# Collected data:

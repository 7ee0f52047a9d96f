//! Export layer: labeled reviews to JSON (dashboard), CSV and Parquet (analysis).

mod error;
pub use error::StoreError;

mod export;
pub use export::{ExportFormat, export, read_json, read_parquet, write_csv, write_json, write_parquet};
//! Review records exchanged with the scraper and the export/dashboard side.
//!
//! The scraper hands over [`RawReview`]s inside a [`ScrapeJob`]; only records
//! that pass [`RawReview::into_review`] reach classification. Classified
//! records leave as [`LabeledReview`], whose serialized field names are the
//! stable contract the dashboard renders.

use std::fmt;

use serde::{Deserialize, Serialize};
use thiserror::Error;

/// Binary classification outcome.
#[derive(Debug, Clone, Copy, PartialEq, Eq, Hash, Serialize, Deserialize)]
pub enum Label {
    Real,
    Fake,
}

impl Label {
    pub fn as_str(&self) -> &'static str {
        match self {
            Self::Real => "Real",
            Self::Fake => "Fake",
        }
    }
}

impl fmt::Display for Label {
    fn fmt(&self, f: &mut fmt::Formatter<'_>) -> fmt::Result {
        f.write_str(self.as_str())
    }
}

/// Why a raw record was rejected before classification.
#[derive(Debug, Clone, PartialEq, Eq, Error)]
pub enum RecordError {
    #[error("record has no reviewer name")]
    MissingUser,
    #[error("record has no review text")]
    MissingText,
    #[error("malformed record: {0}")]
    Invalid(String),
}

/// Rejection of a scrape job before any work starts.
#[derive(Debug, Clone, PartialEq, Eq, Error)]
pub enum RequestError {
    #[error("no target URL given")]
    MissingUrl,
}

/// A review record as emitted by the scraper. Any field may be absent.
#[derive(Debug, Clone, Default, PartialEq, Serialize, Deserialize)]
pub struct RawReview {
    pub user: Option<String>,
    pub review: Option<String>,
    pub rating: Option<u8>,
    pub image_url: Option<String>,
}

/// A validated review. Immutable once scraped.
#[derive(Debug, Clone, PartialEq, Eq)]
pub struct Review {
    pub username: String,
    pub text: String,
    /// Number of filled rating stars.
    pub rating: u8,
    pub image_url: Option<String>,
}

impl RawReview {
    /// Read one scraped record. A wrong-typed field rejects only this record.
    pub fn from_value(value: serde_json::Value) -> Result<Self, RecordError> {
        serde_json::from_value(value).map_err(|e| RecordError::Invalid(e.to_string()))
    }

    /// Validate into a [`Review`], trimming user and text.
    ///
    /// A blank image URL counts as no image.
    pub fn into_review(self) -> Result<Review, RecordError> {
        let username = non_blank(self.user).ok_or(RecordError::MissingUser)?;
        let text = non_blank(self.review).ok_or(RecordError::MissingText)?;
        Ok(Review {
            username,
            text,
            rating: self.rating.unwrap_or(0),
            image_url: non_blank(self.image_url),
        })
    }
}

fn non_blank(value: Option<String>) -> Option<String> {
    value
        .map(|s| s.trim().to_string())
        .filter(|s| !s.is_empty())
}

/// Input document handed over by the scraper: the product page it visited
/// and the reviews harvested from it, in page order.
///
/// Reviews stay untyped until [`ScrapeJob::records`] so that one bad record
/// does not fail the whole document.
#[derive(Debug, Clone, Default, Serialize, Deserialize)]
pub struct ScrapeJob {
    pub url: Option<String>,
    #[serde(default)]
    pub reviews: Vec<serde_json::Value>,
}

impl ScrapeJob {
    /// Reject a job without a target URL. Returns the trimmed URL.
    pub fn validate(&self) -> Result<&str, RequestError> {
        self.url
            .as_deref()
            .map(str::trim)
            .filter(|u| !u.is_empty())
            .ok_or(RequestError::MissingUrl)
    }

    /// Each scraped review read as a [`RawReview`], in page order.
    pub fn records(self) -> impl Iterator<Item = Result<RawReview, RecordError>> {
        self.reviews.into_iter().map(RawReview::from_value)
    }
}

/// A review enriched with its classification and where it came from.
///
/// Field names and the `Real`/`Fake` vocabulary are rendered directly by the
/// dashboard.
#[derive(Debug, Clone, PartialEq, Serialize, Deserialize)]
pub struct LabeledReview {
    #[serde(rename = "User")]
    pub user: String,
    #[serde(rename = "Review")]
    pub review: String,
    #[serde(rename = "Rating")]
    pub rating: u8,
    #[serde(rename = "Category")]
    pub category: Label,
    #[serde(rename = "Reason")]
    pub reason: String,
    #[serde(rename = "Image URL")]
    pub image_url: Option<String>,
    /// Key of the cascade rule or model that produced the label.
    #[serde(rename = "Decided By")]
    pub decided_by: String,
    #[serde(rename = "Source URL")]
    pub source_url: String,
}

impl LabeledReview {
    pub fn new(
        review: Review,
        category: Label,
        reason: impl Into<String>,
        decided_by: impl Into<String>,
        source_url: impl Into<String>,
    ) -> Self {
        Self {
            user: review.username,
            review: review.text,
            rating: review.rating,
            category,
            reason: reason.into(),
            image_url: review.image_url,
            decided_by: decided_by.into(),
            source_url: source_url.into(),
        }
    }
}

#[cfg(test)]
mod tests {
    use super::*;

    fn raw(user: Option<&str>, review: Option<&str>, image: Option<&str>) -> RawReview {
        RawReview {
            user: user.map(Into::into),
            review: review.map(Into::into),
            rating: Some(5),
            image_url: image.map(Into::into),
        }
    }

    #[test]
    fn into_review_trims_fields() {
        let review = raw(Some("  budi "), Some(" barang bagus  "), None)
            .into_review()
            .unwrap();
        assert_eq!(review.username, "budi");
        assert_eq!(review.text, "barang bagus");
        assert_eq!(review.rating, 5);
        assert!(review.image_url.is_none());
    }

    #[test]
    fn into_review_rejects_missing_user() {
        let err = raw(None, Some("bagus"), None).into_review().unwrap_err();
        assert_eq!(err, RecordError::MissingUser);

        let err = raw(Some("   "), Some("bagus"), None).into_review().unwrap_err();
        assert_eq!(err, RecordError::MissingUser);
    }

    #[test]
    fn into_review_rejects_missing_text() {
        let err = raw(Some("budi"), None, None).into_review().unwrap_err();
        assert_eq!(err, RecordError::MissingText);

        let err = raw(Some("budi"), Some(""), None).into_review().unwrap_err();
        assert_eq!(err, RecordError::MissingText);
    }

    #[test]
    fn blank_image_url_is_no_image() {
        let review = raw(Some("budi"), Some("ok"), Some("  "))
            .into_review()
            .unwrap();
        assert!(review.image_url.is_none());

        let review = raw(Some("budi"), Some("ok"), Some("https://img.example/1.jpg"))
            .into_review()
            .unwrap();
        assert_eq!(
            review.image_url.as_deref(),
            Some("https://img.example/1.jpg")
        );
    }

    #[test]
    fn missing_rating_defaults_to_zero() {
        let mut r = raw(Some("budi"), Some("ok"), None);
        r.rating = None;
        assert_eq!(r.into_review().unwrap().rating, 0);
    }

    #[test]
    fn scrape_job_requires_url() {
        let job = ScrapeJob::default();
        assert_eq!(job.validate(), Err(RequestError::MissingUrl));

        let job = ScrapeJob {
            url: Some("   ".into()),
            reviews: vec![],
        };
        assert_eq!(job.validate(), Err(RequestError::MissingUrl));

        let job = ScrapeJob {
            url: Some(" https://shop.example/p/1 ".into()),
            reviews: vec![],
        };
        assert_eq!(job.validate(), Ok("https://shop.example/p/1"));
    }

    #[test]
    fn scrape_job_parses_scraper_json() {
        let json = r#"{
            "url": "https://shop.example/p/1",
            "reviews": [
                {"user": "budi", "review": "mantap", "rating": 5, "image_url": null},
                {"user": "sari", "review": null}
            ]
        }"#;
        let job: ScrapeJob = serde_json::from_str(json).unwrap();
        let records: Vec<RawReview> = job.records().map(Result::unwrap).collect();
        assert_eq!(records.len(), 2);
        assert_eq!(records[0].rating, Some(5));
        assert!(records[1].review.is_none());
    }

    #[test]
    fn wrong_typed_field_rejects_only_its_record() {
        let json = r#"{
            "url": "https://shop.example/p/1",
            "reviews": [
                {"user": "budi", "review": "mantap", "rating": 5},
                {"user": "sari", "review": "bagus", "rating": "5"},
                {"user": "dewi", "review": 42},
                {"user": "rina", "review": "lumayan", "rating": -1},
                "not a record",
                {"user": "tono", "review": "sesuai"}
            ]
        }"#;
        let job: ScrapeJob = serde_json::from_str(json).unwrap();
        let records: Vec<Result<RawReview, RecordError>> = job.records().collect();
        assert_eq!(records.len(), 6);

        assert_eq!(records[0].as_ref().unwrap().user.as_deref(), Some("budi"));
        for bad in &records[1..5] {
            assert!(matches!(bad, Err(RecordError::Invalid(_))), "{bad:?}");
        }
        assert_eq!(records[5].as_ref().unwrap().user.as_deref(), Some("tono"));
    }

    #[test]
    fn labeled_review_uses_contract_field_names() {
        let review = raw(Some("budi"), Some("ok"), None).into_review().unwrap();
        let labeled = LabeledReview::new(
            review,
            Label::Fake,
            "generic phrase only",
            "generic_phrase",
            "https://shop.example/p/1",
        );
        let value = serde_json::to_value(&labeled).unwrap();
        assert_eq!(value["User"], "budi");
        assert_eq!(value["Review"], "ok");
        assert_eq!(value["Rating"], 5);
        assert_eq!(value["Category"], "Fake");
        assert_eq!(value["Reason"], "generic phrase only");
        assert!(value["Image URL"].is_null());
        assert_eq!(value["Decided By"], "generic_phrase");
    }

    #[test]
    fn label_display_matches_vocabulary() {
        assert_eq!(Label::Real.to_string(), "Real");
        assert_eq!(Label::Fake.to_string(), "Fake");
    }
}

# TASK DETAILS:
Exactly as they appear above, output the lines of the data from the first through the one that contains "only this record.", and only those lines.

# YOUR RESPONSE:
repository 7ee0f52047a9d96f
//! Export layer: labeled reviews to JSON (dashboard), CSV and Parquet (analysis).

mod error;
pub use error::StoreError;

mod export;
pub use export::{ExportFormat, export, read_json, read_parquet, write_csv, write_json, write_parquet};
//! Review records exchanged with the scraper and the export/dashboard side.
//!
//! The scraper hands over [`RawReview`]s inside a [`ScrapeJob`]; only records
//! that pass [`RawReview::into_review`] reach classification. Classified
//! records leave as [`LabeledReview`], whose serialized field names are the
//! stable contract the dashboard renders.

use std::fmt;

use serde::{Deserialize, Serialize};
use thiserror::Error;

/// Binary classification outcome.
#[derive(Debug, Clone, Copy, PartialEq, Eq, Hash, Serialize, Deserialize)]
pub enum Label {
    Real,
    Fake,
}

impl Label {
    pub fn as_str(&self) -> &'static str {
        match self {
            Self::Real => "Real",
            Self::Fake => "Fake",
        }
    }
}

impl fmt::Display for Label {
    fn fmt(&self, f: &mut fmt::Formatter<'_>) -> fmt::Result {
        f.write_str(self.as_str())
    }
}

/// Why a raw record was rejected before classification.
#[derive(Debug, Clone, PartialEq, Eq, Error)]
pub enum RecordError {
    #[error("record has no reviewer name")]
    MissingUser,
    #[error("record has no review text")]
    MissingText,
    #[error("malformed record: {0}")]
    Invalid(String),
}

/// Rejection of a scrape job before any work starts.
#[derive(Debug, Clone, PartialEq, Eq, Error)]
pub enum RequestError {
    #[error("no target URL given")]
    MissingUrl,
}

/// A review record as emitted by the scraper. Any field may be absent.
#[derive(Debug, Clone, Default, PartialEq, Serialize, Deserialize)]
pub struct RawReview {
    pub user: Option<String>,
    pub review: Option<String>,
    pub rating: Option<u8>,
    pub image_url: Option<String>,
}

/// A validated review. Immutable once scraped.
#[derive(Debug, Clone, PartialEq, Eq)]
pub struct Review {
    pub username: String,
    pub text: String,
    /// Number of filled rating stars.
    pub rating: u8,
    pub image_url: Option<String>,
}

impl RawReview {
    /// Read one scraped record. A wrong-typed field rejects only this record.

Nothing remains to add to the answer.